At some point in a therapist’s career, the work begins to shift.

Not because you’re finished with clinical care but because you’ve grown into it.

You may notice that you’re explaining the same concepts again and again. You’ve refined your language. You’ve developed frameworks that help clients and colleagues understand complex ideas more quickly. People start asking how you think about certain cases or why you approach things the way you do.

And quietly, a new question emerges:

How do I share what I’ve learned?

This is the transition from clinician to educator, and it’s one we rarely talk about openly.

When the Work Starts to Feel Different

For most therapists, this shift doesn’t arrive with a bold announcement or a clear decision. It shows up gradually.

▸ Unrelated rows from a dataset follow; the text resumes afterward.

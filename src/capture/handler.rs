//! Error capture handler
//!
//! The single point every intercepted error flows through. Events are
//! validated, formatted and appended to the target chosen by the routing mode.
//! Nothing here ever returns an error to the caller: malformed events are
//! reported as "not handled" and write failures are dropped.

use std::panic::Location;
use std::path::{Path, PathBuf};
use std::sync::{Mutex, MutexGuard, PoisonError};

use crate::config::Config;

use super::event::{ErrorEvent, SeverityCode};
use super::record::{format_record, RecordKind};
use super::target::TargetResolver;
use super::writer::append_best_effort;

/// Receiver of error events from a host integration
pub trait ErrorSink: Send + Sync {
    /// Submit an event; returns false if it was not handled
    fn submit(&self, event: ErrorEvent) -> bool;
}

/// Lifecycle of a handler within one process
#[derive(Debug, Clone, Copy, PartialEq, Eq)]
pub enum HandlerState {
    /// Built but not yet installed as the process interceptor
    Unregistered,
    /// Intercepting errors
    Active,
    /// Running the termination hook
    Finalizing,
    /// Termination hook done; further events are rejected
    Terminated,
}

/// Formats and persists intercepted errors
#[derive(Debug)]
pub struct ErrorCaptureHandler {
    resolver: TargetResolver,
    state: Mutex<HandlerState>,
    /// Last fatal condition seen by the process, consumed at termination
    last_fatal: Mutex<Option<ErrorEvent>>,
}

fn lock<T>(mutex: &Mutex<T>) -> MutexGuard<'_, T> {
    mutex.lock().unwrap_or_else(PoisonError::into_inner)
}

impl ErrorCaptureHandler {
    pub fn new(resolver: TargetResolver) -> Self {
        Self {
            resolver,
            state: Mutex::new(HandlerState::Unregistered),
            last_fatal: Mutex::new(None),
        }
    }

    pub fn from_config(config: &Config) -> Self {
        Self::new(TargetResolver::from_config(config))
    }

    /// Current lifecycle state
    pub fn state(&self) -> HandlerState {
        *lock(&self.state)
    }

    /// Move from Unregistered to Active
    ///
    /// Returns false if the handler was already activated or has terminated.
    pub fn activate(&self) -> bool {
        let mut state = lock(&self.state);
        if *state == HandlerState::Unregistered {
            *state = HandlerState::Active;
            true
        } else {
            false
        }
    }

    /// Log file an error raised in `source_file` would be appended to
    pub fn target_for(&self, source_file: &Path) -> PathBuf {
        self.resolver.resolve(source_file)
    }

    /// Handle a runtime error
    ///
    /// Returns false without writing anything if any field is empty or zero.
    /// Otherwise appends one record and returns true, whether or not the
    /// append reached the disk.
    pub fn handle_error(
        &self,
        severity: u32,
        message: &str,
        source_file: impl AsRef<Path>,
        source_line: u32,
    ) -> bool {
        self.submit(ErrorEvent::new(
            SeverityCode(severity),
            message,
            source_file.as_ref(),
            source_line,
        ))
    }

    /// Handle an error located at the caller
    #[track_caller]
    pub fn report(&self, severity: SeverityCode, message: impl Into<String>) -> bool {
        let location = Location::caller();
        self.submit(ErrorEvent::new(
            severity,
            message,
            location.file(),
            location.line(),
        ))
    }

    /// Remember `event` as the fatal condition to log at termination
    ///
    /// A later call replaces an earlier one.
    pub fn record_fatal(&self, event: ErrorEvent) {
        *lock(&self.last_fatal) = Some(event);
    }

    /// Fatal condition currently pending, if any
    pub fn last_fatal(&self) -> Option<ErrorEvent> {
        lock(&self.last_fatal).clone()
    }

    /// Termination hook: log the pending fatal condition once
    ///
    /// Only the first call does anything. The record is written if the fatal
    /// condition has a severity, file and line; its message may be empty.
    pub fn handle_process_termination(&self) {
        {
            let mut state = lock(&self.state);
            match *state {
                HandlerState::Finalizing | HandlerState::Terminated => return,
                _ => *state = HandlerState::Finalizing,
            }
        }

        // Release the slot before writing; a panic during the write re-enters record_fatal
        let fatal = lock(&self.last_fatal).take();
        if let Some(event) = fatal {
            if event.has_location() {
                self.write(RecordKind::Shutdown, &event);
            } else {
                tracing::debug!("Discarding incomplete fatal condition at shutdown");
            }
        }

        *lock(&self.state) = HandlerState::Terminated;
    }

    fn write(&self, kind: RecordKind, event: &ErrorEvent) {
        let target = self.resolver.resolve(&event.source_file);
        append_best_effort(&target, &format_record(kind, event));
    }
}

impl ErrorSink for ErrorCaptureHandler {
    fn submit(&self, event: ErrorEvent) -> bool {
        if self.state() == HandlerState::Terminated {
            return false;
        }
        if !event.is_complete() {
            tracing::debug!("Dropping incomplete error event from {:?}", event.source_file);
            return false;
        }
        self.write(RecordKind::Error, &event);
        true
    }
}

You start noticing repetition.
You crave clarity.
You think more about sustainability—not just in your schedule, but in your impact.

Sometimes this happens after burnout.
Sometimes after mastery.
Often in midlife, when you realize you don’t want the next decade of your work to look exactly like the last one.

Here’s the part that often needs saying out loud:

Wanting to teach does not mean you’re leaving clinical work behind.

More often, it means you’ve integrated it deeply enough that you’re ready to share it.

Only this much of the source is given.